The fall in oil prices and the continuing lack of OPEC unity has created an intense focus on events in the Russian oil sector, because it is believed that if Russia increases production and exports, it could flood the market and weaken prices even further. Russia has immense reserves, and production has been held reasonably steady. Across the Atlantic Ocean, oil production in the US has surged, while demand has continued to fall. Oil demand is falling in much of Europe as well. Even though demand continues to grow in Asia, the Middle East, Latin America and Africa, this demand increase has not offset the supply increase. These events have conspired to cut into the call on OPEC oil, a drop of approximately 1.5 million bpd over the past three years. OPEC leaders have been unwilling to rein in production in order to support a price recovery when the end result could merely be to tempt additional production in the US and Russia. A push by Russia to increase oil exports to boost revenue could swiftly shut in additional OPEC oil, given its proximity to the major markets of Europe and its increasingly long reach into Asia. Events in Russia are closely watched by OPEC. Indeed, in September 2014, OPEC held its third high level energy dialogue meeting with Russia, and a fourth such meeting is scheduled for 2015. This article discusses developments in Russia's refining industry and how it is being reshaped by market and regulatory changes, and how tax policies are encouraging exports of both crude and crude products.

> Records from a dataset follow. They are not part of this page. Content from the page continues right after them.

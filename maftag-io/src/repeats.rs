//! Simple-repeat reference table parser.
//!
//! Parses UCSC `simpleRepeat` track dumps: tab-delimited, headerless, 17
//! positional columns (bin, chrom, chromStart, chromEnd, name_tag,
//! period_size, copyNUM, consensusSize, perMatch, perIndel, score, A, C,
//! G, T, entropy, unit_sequence). Only chrom, chromStart, chromEnd and
//! period_size are consumed; chromStart and chromEnd are kept as they
//! appear in the file (both inclusive).

use std::fs::File;
use std::io::{BufRead, BufReader};
use std::path::Path;

use maftag_core::{MaftagError, Result};
use maftag_omics::RepeatRegion;

/// Column count of a simple-repeat table row.
const REPEAT_COLUMNS: usize = 17;

/// Parse a simple-repeat table and return all records.
///
/// Empty lines and lines starting with `#` are skipped.
pub fn parse_repeats(path: impl AsRef<Path>) -> Result<Vec<RepeatRegion>> {
    let path = path.as_ref();
    let file = File::open(path).map_err(|e| {
        MaftagError::Io(std::io::Error::new(
            e.kind(),
            format!("{}: {}", path.display(), e),
        ))
    })?;
    let reader = BufReader::new(file);

    // Read all data lines (skip comments)
    let mut data_lines: Vec<(usize, String)> = Vec::new();
    for (line_num, line_result) in reader.lines().enumerate() {
        let line = line_result.map_err(|e| {
            MaftagError::Io(std::io::Error::new(
                e.kind(),
                format!("{}: line {}: {}", path.display(), line_num + 1, e),
            ))
        })?;
        let trimmed = line.trim().to_string();
        if trimmed.is_empty() || trimmed.starts_with('#') {
            continue;
        }
        data_lines.push((line_num + 1, trimmed));
    }

    // Parse data lines (optionally in parallel)
    #[cfg(feature = "parallel")]
    {
        use rayon::prelude::*;
        data_lines
            .par_iter()
            .map(|(line_num, line)| parse_repeat_line(line, *line_num, path))
            .collect()
    }
    #[cfg(not(feature = "parallel"))]
    data_lines
        .iter()
        .map(|(line_num, line)| parse_repeat_line(line, *line_num, path))
        .collect()
}

/// Parse simple-repeat text from a string.
///
/// Behaves like [`parse_repeats`] but reads from an in-memory string
/// instead of a file.
pub fn parse_repeats_str(text: &str) -> Result<Vec<RepeatRegion>> {
    let dummy = Path::new("<string>");
    text.lines()
        .enumerate()
        .filter(|(_, line)| {
            let t = line.trim();
            !t.is_empty() && !t.starts_with('#')
        })
        .map(|(i, line)| parse_repeat_line(line.trim(), i + 1, dummy))
        .collect()
}

/// Parse a single simple-repeat line into a RepeatRegion.
fn parse_repeat_line(line: &str, line_num: usize, path: &Path) -> Result<RepeatRegion> {
    let fields: Vec<&str> = line.split('\t').collect();
    if fields.len() < REPEAT_COLUMNS {
        return Err(MaftagError::Parse(format!(
            "{}: line {}: expected {} tab-separated columns, found {}",
            path.display(),
            line_num,
            REPEAT_COLUMNS,
            fields.len()
        )));
    }

    let chrom = fields[1].to_string();

    let start: u64 = fields[2].parse().map_err(|_| {
        MaftagError::Parse(format!(
            "{}: line {}: invalid chromStart '{}'",
            path.display(),
            line_num,
            fields[2]
        ))
    })?;

    let end: u64 = fields[3].parse().map_err(|_| {
        MaftagError::Parse(format!(
            "{}: line {}: invalid chromEnd '{}'",
            path.display(),
            line_num,
            fields[3]
        ))
    })?;

    let period: u32 = fields[5].parse().map_err(|_| {
        MaftagError::Parse(format!(
            "{}: line {}: invalid period_size '{}'",
            path.display(),
            line_num,
            fields[5]
        ))
    })?;

    Ok(RepeatRegion {
        chrom,
        start,
        end,
        period,
    })
}
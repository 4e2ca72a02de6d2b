//! Domain structures for simple-repeat tagging.
//!
//! This crate provides the in-memory side of the maftag workspace:
//!
//! - **Interval tree** — [`IntervalTree`] with O(log n + k) overlap queries
//! - **Repeat regions** — [`RepeatRegion`] rows and the per-chromosome
//!   [`RepeatCatalog`] index
//!
//! # Quick start
//!
//! ```
//! use maftag_omics::{RepeatCatalog, RepeatRegion};
//!
//! let catalog = RepeatCatalog::from_regions(vec![RepeatRegion {
//!     chrom: "chr1".into(),
//!     start: 50,
//!     end: 60,
//!     period: 2,
//! }]);
//!
//! // Reference ends are inclusive, so position 60 is still in the repeat.
//! assert!(catalog.overlaps("chr1", 60, 61));
//! assert!(!catalog.overlaps("chr1", 61, 62));
//! ```

pub mod interval_tree;
pub mod repeats;

pub use interval_tree::IntervalTree;
pub use repeats::{
    is_candidate_chromosome, RepeatCatalog, RepeatRegion, CANDIDATE_CHROMOSOMES, MAX_PERIOD_SIZE,
};
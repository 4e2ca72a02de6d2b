//! Shared primitives for the maftag workspace.
//!
//! `maftag-core` provides the foundation the other maftag crates build on:
//!
//! - **Error types** — [`MaftagError`] and [`Result`] for structured error handling
//! - **Traits** — [`Summarizable`] for one-line display summaries

pub mod error;
pub mod traits;

pub use error::{MaftagError, Result};
pub use traits::*;
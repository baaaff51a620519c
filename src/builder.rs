//! The Builder (§4.M): the thing that actually drives a build, wiring
//! `Plan`'s scheduling decisions to a `CommandRunner`, and reacting to each
//! finished command by updating the build log, the deps log, and (for a
//! dyndep file that was itself an unbuilt output) the graph itself before
//! the rest of the build can proceed.
//!
//! Grounded in the teacher's `work.rs` main loop — dispatch up to the
//! parallelism limit, block on the next completion, react, repeat — adapted
//! to this port's richer collaborators (`BuildLog`/`DepsLog` recording,
//! depfile/`deps=msvc` post-processing, dyndep pre-building).

use crate::buildlog::{BuildLog, BuildLogWriter};
use crate::clparser;
use crate::depfile;
use crate::depslog::{DepsLog, DepsLogWriter};
use crate::disk::DiskInterface;
use crate::dyndep;
use crate::graph::{EdgeId, Mtime, NodeId, State};
use crate::hash::hash_command;
use crate::plan::{EdgeResult, Plan};
use crate::scan::DependencyScan;
use crate::scanner::Scanner;
use crate::subprocess::{CommandRunner, Termination};
use anyhow::{anyhow, Result};
use rustc_hash::FxHashSet;
use std::collections::HashMap;
use std::time::Instant;

pub struct BuildConfig {
    pub failures_allowed: usize,
    pub dry_run: bool,
}

impl Default for BuildConfig {
    fn default() -> Self {
        BuildConfig {
            failures_allowed: 1,
            dry_run: false,
        }
    }
}

#[derive(Default, Debug, Clone, Copy, PartialEq, Eq)]
pub struct BuildStats {
    pub commands_run: usize,
    pub edges_skipped: usize,
    pub failures: usize,
}

pub struct Builder<'a> {
    disk: &'a dyn DiskInterface,
    build_log: BuildLog,
    build_log_writer: Option<BuildLogWriter>,
    deps_log: DepsLog,
    deps_log_writer: Option<DepsLogWriter>,
    plan: Plan,
    config: BuildConfig,
    start: Instant,
    loaded_dyndeps: FxHashSet<NodeId>,
}

impl<'a> Builder<'a> {
    pub fn new(
        disk: &'a dyn DiskInterface,
        build_log: BuildLog,
        build_log_writer: Option<BuildLogWriter>,
        deps_log: DepsLog,
        deps_log_writer: Option<DepsLogWriter>,
        config: BuildConfig,
    ) -> Self {
        let failures_allowed = config.failures_allowed;
        Builder {
            disk,
            build_log,
            build_log_writer,
            deps_log,
            deps_log_writer,
            plan: Plan::new(failures_allowed),
            config,
            start: Instant::now(),
            loaded_dyndeps: FxHashSet::default(),
        }
    }

    fn elapsed_ms(&self) -> u32 {
        self.start.elapsed().as_millis() as u32
    }

    /// Every edge structurally reachable from `node` through `in_edge`,
    /// regardless of dirtiness — used to find dyndep bindings before the
    /// real dependency scan has run.
    fn collect_edges(state: &State, node: NodeId, seen: &mut FxHashSet<EdgeId>, out: &mut Vec<EdgeId>) {
        let Some(edge_id) = state.nodes.get(node).in_edge else {
            return;
        };
        if !seen.insert(edge_id) {
            return;
        }
        out.push(edge_id);
        let inputs: Vec<NodeId> = state.edges.get(edge_id).inputs.clone();
        for input in inputs {
            Self::collect_edges(state, input, seen, out);
        }
    }

    /// Read and apply `dyndep_node`'s file, once.
    fn load_dyndep(&mut self, state: &mut State, dyndep_node: NodeId) -> Result<()> {
        if !self.loaded_dyndeps.insert(dyndep_node) {
            return Ok(());
        }
        let path = state.nodes.get(dyndep_node).original_path();
        let contents = self.disk.read_file(&path)?;
        let file = dyndep::parse(&path, contents)?;
        dyndep::apply(state, &path, &file)?;
        Ok(())
    }

    /// Make sure `dyndep_node`'s file is on disk and applied to the graph.
    /// If it's itself an unbuilt output, build just that (and whatever it in
    /// turn needs, recursively, including its own dyndep files) before
    /// loading it, so that by the time the caller's real target is scanned
    /// every dyndep binding in its reachable graph is already resolved.
    fn ensure_dyndep_available(
        &mut self,
        state: &mut State,
        dyndep_node: NodeId,
        runner: &mut dyn CommandRunner,
    ) -> Result<()> {
        if self.loaded_dyndeps.contains(&dyndep_node) {
            return Ok(());
        }
        let path = state.nodes.get(dyndep_node).original_path();
        let exists = matches!(self.disk.stat(&path)?, Mtime::Stamp(_));
        if !exists && state.nodes.get(dyndep_node).in_edge.is_some() {
            state.nodes.get_mut(dyndep_node).dyndep_pending = true;
            let mut sub_plan = Plan::new(self.config.failures_allowed);
            self.add_target_into(state, dyndep_node, runner, &mut sub_plan)?;
            self.drive(state, runner, &mut sub_plan)?;
            state.nodes.get_mut(dyndep_node).dyndep_pending = false;
        }
        self.load_dyndep(state, dyndep_node)
    }

    fn preload_dyndeps(&mut self, state: &mut State, node: NodeId, runner: &mut dyn CommandRunner) -> Result<()> {
        let mut seen = FxHashSet::default();
        let mut edges = Vec::new();
        Self::collect_edges(state, node, &mut seen, &mut edges);
        for edge_id in edges {
            let Some(dd_node) = state.edges.get(edge_id).dyndep else {
                continue;
            };
            self.ensure_dyndep_available(state, dd_node, runner)?;
        }
        Ok(())
    }

    fn add_target_into(
        &mut self,
        state: &mut State,
        node: NodeId,
        runner: &mut dyn CommandRunner,
        plan: &mut Plan,
    ) -> Result<()> {
        self.preload_dyndeps(state, node, runner)?;
        let scan = DependencyScan::new(self.disk, Some(&self.build_log), Some(&self.deps_log));
        scan.recompute_dirty(state, &[node])?;
        plan.add_target(state, node);
        Ok(())
    }

    /// Scan and plan everything needed to build `node`, resolving any
    /// dyndep files it transitively depends on along the way.
    pub fn add_target(&mut self, state: &mut State, node: NodeId, runner: &mut dyn CommandRunner) -> Result<()> {
        let mut plan = std::mem::replace(&mut self.plan, Plan::new(self.config.failures_allowed));
        let result = self.add_target_into(state, node, runner, &mut plan);
        self.plan = plan;
        result
    }

    pub fn wanted_edges(&self) -> usize {
        self.plan.wanted_edges()
    }

    pub fn command_edges(&self) -> usize {
        self.plan.command_edges()
    }

    /// Run everything `add_target` has queued up.
    pub fn build(&mut self, state: &mut State, runner: &mut dyn CommandRunner) -> Result<BuildStats> {
        let mut plan = std::mem::replace(&mut self.plan, Plan::new(self.config.failures_allowed));
        let result = self.drive(state, runner, &mut plan);
        self.plan = plan;
        result
    }

    fn drive(&mut self, state: &mut State, runner: &mut dyn CommandRunner, plan: &mut Plan) -> Result<BuildStats> {
        let mut stats = BuildStats::default();
        let mut in_flight: HashMap<usize, (EdgeId, u32)> = HashMap::new();

        loop {
            while plan.more_to_do() && runner.can_run_more() {
                let Some(edge_id) = plan.find_work(state) else {
                    break;
                };
                if state.edges.get(edge_id).is_phony() {
                    stats.edges_skipped += 1;
                    plan.edge_finished(state, self.disk, Some(&self.build_log), edge_id, EdgeResult::Succeeded)?;
                    continue;
                }
                if self.config.dry_run {
                    stats.commands_run += 1;
                    plan.edge_finished(state, self.disk, Some(&self.build_log), edge_id, EdgeResult::Succeeded)?;
                    continue;
                }
                let command = state.command_for(edge_id);
                let start_ms = self.elapsed_ms();
                let token = edge_id.0 as usize;
                crate::trace::scope("start_command", || runner.start_command(token, &command))?;
                in_flight.insert(token, (edge_id, start_ms));
                stats.commands_run += 1;
            }

            if in_flight.is_empty() {
                break;
            }

            let Some(result) = runner.wait() else {
                break;
            };
            let (edge_id, start_ms) = in_flight
                .remove(&result.token)
                .ok_or_else(|| anyhow!("command runner returned an unrecognized token {}", result.token))?;
            let end_ms = self.elapsed_ms();

            match result.termination {
                Termination::Success => {
                    self.record_deps(state, edge_id, &result.output)?;
                    self.record_build_log(state, edge_id, start_ms, end_ms)?;
                    plan.edge_finished(state, self.disk, Some(&self.build_log), edge_id, EdgeResult::Succeeded)?;
                }
                Termination::Failure => {
                    stats.failures += 1;
                    self.cleanup_outputs(state, edge_id)?;
                    plan.edge_finished(state, self.disk, Some(&self.build_log), edge_id, EdgeResult::Failed)?;
                }
                Termination::Interrupted => {
                    stats.failures += 1;
                    self.cleanup_outputs(state, edge_id)?;
                    plan.edge_finished(state, self.disk, Some(&self.build_log), edge_id, EdgeResult::Failed)?;
                    runner.abort();
                    for (_, (e, _)) in in_flight.drain() {
                        self.cleanup_outputs(state, e)?;
                    }
                    anyhow::bail!("build interrupted");
                }
            }
        }
        Ok(stats)
    }

    /// Record `deps=gcc`/`deps=msvc` dependencies discovered by this command,
    /// if the edge declares either mode. Returns the output text the caller
    /// should show the user (msvc's `/showIncludes` chatter is stripped out).
    fn record_deps(&mut self, state: &mut State, edge_id: EdgeId, command_output: &[u8]) -> Result<String> {
        let deps_mode = state.edge_variables(edge_id, "deps");
        let text = String::from_utf8_lossy(command_output).into_owned();
        if deps_mode != "gcc" && deps_mode != "msvc" {
            return Ok(text);
        }
        let first_out = state.edges.get(edge_id).outputs[0];
        let out_path = state.nodes.get(first_out).path.clone();
        let mtime = self.disk.stat(&state.nodes.get(first_out).original_path())?.as_stamp();

        if deps_mode == "gcc" {
            let depfile_path = state.edge_variables(edge_id, "depfile");
            if depfile_path.is_empty() {
                return Ok(text);
            }
            let contents = match self.disk.read_file(&depfile_path) {
                Ok(c) => c,
                Err(_) => return Ok(text),
            };
            let mut buf = contents;
            let mut scanner = Scanner::new(&mut buf);
            let parsed = depfile::parse(&mut scanner)
                .map_err(|e| anyhow!(scanner.format_parse_error(&depfile_path, e)))?;
            if let Some(writer) = self.deps_log_writer.as_mut() {
                writer.record_deps(&mut self.deps_log, &out_path, mtime, &parsed.ins)?;
            }
            let _ = self.disk.remove_file(&depfile_path);
            Ok(text)
        } else {
            let prefix = state.edge_variables(edge_id, "msvc_deps_prefix");
            let prefix = if prefix.is_empty() {
                clparser::DEFAULT_MSVC_DEPS_PREFIX.to_owned()
            } else {
                prefix
            };
            let parsed = clparser::parse(&text, &prefix);
            if let Some(writer) = self.deps_log_writer.as_mut() {
                writer.record_deps(&mut self.deps_log, &out_path, mtime, &parsed.includes)?;
            }
            Ok(parsed.output)
        }
    }

    fn record_build_log(&mut self, state: &State, edge_id: EdgeId, start_ms: u32, end_ms: u32) -> Result<()> {
        if self.build_log_writer.is_none() {
            return Ok(());
        }
        let command_hash = hash_command(&state.command_for(edge_id));
        let outputs: Vec<String> = state
            .edges
            .get(edge_id)
            .outputs
            .iter()
            .map(|&o| state.nodes.get(o).path.clone())
            .collect();
        let first = state.edges.get(edge_id).outputs[0];
        let mtime = self.disk.stat(&state.nodes.get(first).original_path())?.as_stamp();
        let writer = self.build_log_writer.as_mut().unwrap();
        writer.record(&mut self.build_log, &outputs, start_ms, end_ms, mtime, command_hash)?;
        Ok(())
    }

    /// Best-effort: delete every output of a command that failed or was
    /// interrupted, so a half-written file can't later look up to date.
    fn cleanup_outputs(&self, state: &State, edge_id: EdgeId) -> Result<()> {
        for &out in &state.edges.get(edge_id).outputs {
            let path = state.nodes.get(out).original_path();
            self.disk.remove_file(&path)?;
        }
        Ok(())
    }
}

Common themes in the structure of Russia's refining companies
Russia's oil companies were wrenched by the dissolution of the Soviet Union. Oil production in the now Former Soviet Union (FSU) region collapsed from approximately 12.6 million bpd in 1987 to less than 7.2 million bpd in 1996, a drop of approximately 5.5 million bpd. During that decade, FSU oil demand fell from approximately 8.46 million bpd in 1987 to 3.84 million bpd in 1997, a drop of 4.6 million bpd. The industry was inefficient, and infrastructure was in sad shape. It took years to institute the reforms needed to make Russian companies competitive in the international market. But Russia did recover and has become a powerhouse in the global oil market once again.
Some common themes emerged as Russian refining companies were reformed. First, most adopted some form of vertical integration. There was a great deal of shuffling and reorganisation as companies strove to improve efficiency all along the supply chain: crude oil exploration and production, crude storage, pipelining and other transport to domestic and foreign markets, refining, product movement, and retail marketing.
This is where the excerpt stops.